In just under two years, 13-year-old rapper Jarun “YM” Collier went from being “the new kid on the block,” to signing with record label Ncredible Entertainment and assuming a prominent role in the breakout boyband Ncredible Crazy Kids.
Not long after performing across Tennessee in his Splatt Tour and promoting original singles on Instagram, YM gained the attention of television icon and rapper Nick Cannon. And after entering a contest on Instagram, YM was one of five teenage artists hand-picked by Cannon out of 17,000 young and hopeful musicians to form NCK.
The group, which in October released their first singles Drip and Crazy, features an ensemble of young men who boast impressive singing, dancing, rapping and acting skills. NCK also has a YouTube channel, where they post song covers, Q&As and trendy videos like food challenges and a Mukbang.
Every young artist inevitably encounters their first major setback, and few are strangers to the struggles attached to COVID-19. YM acknowledged the challenges he’s faced due to the global pandemic and its impact on both travel and the music industry.
“It definitely has affected not just my plans, but the world’s plans,” he said. “It has pushed back a lot of things musically for me when it comes to working with the gang [NCK].”
Despite the challenges, though, NCK recently resumed posting videos to YouTube on a more regular basis and has seen an outpouring of support for their newly released singles. YM seems optimistic about the “major surprises” their futures hold.

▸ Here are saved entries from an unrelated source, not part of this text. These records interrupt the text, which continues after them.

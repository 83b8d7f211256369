//! RGBA colors and the small named palette used by scene files.

use serde::{Deserialize, Serialize};

use crate::error::{Result, WorldError};

/// 8-bit RGBA color.
#[derive(Debug, Clone, Copy, PartialEq, Eq, Hash, Serialize, Deserialize)]
pub struct Rgba(pub [u8; 4]);

impl Rgba {
    pub const BLACK: Rgba = Rgba([0, 0, 0, 255]);
    pub const WHITE: Rgba = Rgba([255, 255, 255, 255]);
    pub const GREEN: Rgba = Rgba([0, 255, 0, 255]);
    pub const RED: Rgba = Rgba([255, 0, 0, 255]);
    pub const BLUE: Rgba = Rgba([0, 0, 255, 255]);
    pub const GREY: Rgba = Rgba([127, 127, 127, 255]);
    pub const LIGHT_GREY: Rgba = Rgba([191, 191, 191, 255]);
    /// Fully transparent.
    pub const NONE: Rgba = Rgba([0, 0, 0, 0]);

    /// Look up a palette color by name (case-insensitive).
    pub fn from_name(name: &str) -> Result<Self> {
        match name.to_ascii_lowercase().as_str() {
            "black" => Ok(Self::BLACK),
            "white" => Ok(Self::WHITE),
            "green" => Ok(Self::GREEN),
            "red" => Ok(Self::RED),
            "blue" => Ok(Self::BLUE),
            "grey" | "gray" => Ok(Self::GREY),
            "lightgrey" | "lightgray" => Ok(Self::LIGHT_GREY),
            "none" => Ok(Self::NONE),
            _ => Err(WorldError::UnknownVariant(format!("color {name}"))),
        }
    }

    /// Build from a component list. Three components get an opaque alpha.
    pub fn from_components(c: &[u8]) -> Result<Self> {
        match *c {
            [r, g, b] => Ok(Self([r, g, b, 255])),
            [r, g, b, a] => Ok(Self([r, g, b, a])),
            _ => Err(WorldError::InvalidOperation(format!(
                "color needs 3 or 4 components, got {}",
                c.len()
            ))),
        }
    }
}

impl Default for Rgba {
    fn default() -> Self {
        Self::BLACK
    }
}

/// A color as written in a scene file: a palette name or raw components.
#[derive(Debug, Clone, PartialEq, Serialize, Deserialize)]
#[serde(untagged)]
pub enum ColorDesc {
    Named(String),
    Components(Vec<u8>),
}

impl ColorDesc {
    pub fn resolve(&self) -> Result<Rgba> {
        match self {
            ColorDesc::Named(name) => Rgba::from_name(name),
            ColorDesc::Components(c) => Rgba::from_components(c),
        }
    }
}

impl From<Rgba> for ColorDesc {
    fn from(c: Rgba) -> Self {
        ColorDesc::Components(c.0.to_vec())
    }
}
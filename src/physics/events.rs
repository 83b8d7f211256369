//! Collects engine collision notifications during a sub-step.

use std::sync::{Mutex, PoisonError};

use rapier2d_f64::prelude::{
    ColliderSet, CollisionEvent, ContactPair, EventHandler, Real, RigidBodySet,
};

use super::contact::{ContactDetail, RawCollision};

/// Buffers begin/end notifications so they can be routed after the engine
/// step returns, when the scene may be borrowed again.
#[derive(Default)]
pub struct EventCollector {
    queue: Mutex<Vec<RawCollision>>,
}

impl EventCollector {
    pub fn new() -> Self {
        Self::default()
    }

    /// Take every notification received since the last drain, in arrival order.
    pub fn drain(&self) -> Vec<RawCollision> {
        std::mem::take(&mut *self.queue.lock().unwrap_or_else(PoisonError::into_inner))
    }
}

impl EventHandler for EventCollector {
    fn handle_collision_event(
        &self,
        _bodies: &RigidBodySet,
        _colliders: &ColliderSet,
        event: CollisionEvent,
        contact_pair: Option<&ContactPair>,
    ) {
        let detail = contact_pair
            .map(ContactDetail::from_pair)
            .unwrap_or_default();
        self.queue
            .lock()
            .unwrap_or_else(PoisonError::into_inner)
            .push(RawCollision {
                collider1: event.collider1(),
                collider2: event.collider2(),
                started: event.started(),
                detail,
            });
    }

    fn handle_contact_force_event(
        &self,
        _dt: Real,
        _bodies: &RigidBodySet,
        _colliders: &ColliderSet,
        _contact_pair: &ContactPair,
        _total_force_magnitude: Real,
    ) {
    }
}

It can be difficult for budding artists to tap into their identity and find a unique style toward the beginning of a career, and especially at such a young age. Fighting the urge to follow trends and craft mainstream work to satisfy massive audiences can be a challenge.
YM, though, aims to set himself apart from the crowd both lyrically and physically.
“The pink hair is definitely my signature statement,” he said. “What makes me unique is not fitting in … I have fun always, but I don’t rap about guns or cuss in my raps.”
With new musical trends being shared, consumed and imitated so broadly—due in part to how virtually interconnected the world has become during the pandemic—it’s exciting to see a young, local artist making a name for himself by challenging the status quo and being a trendsetter.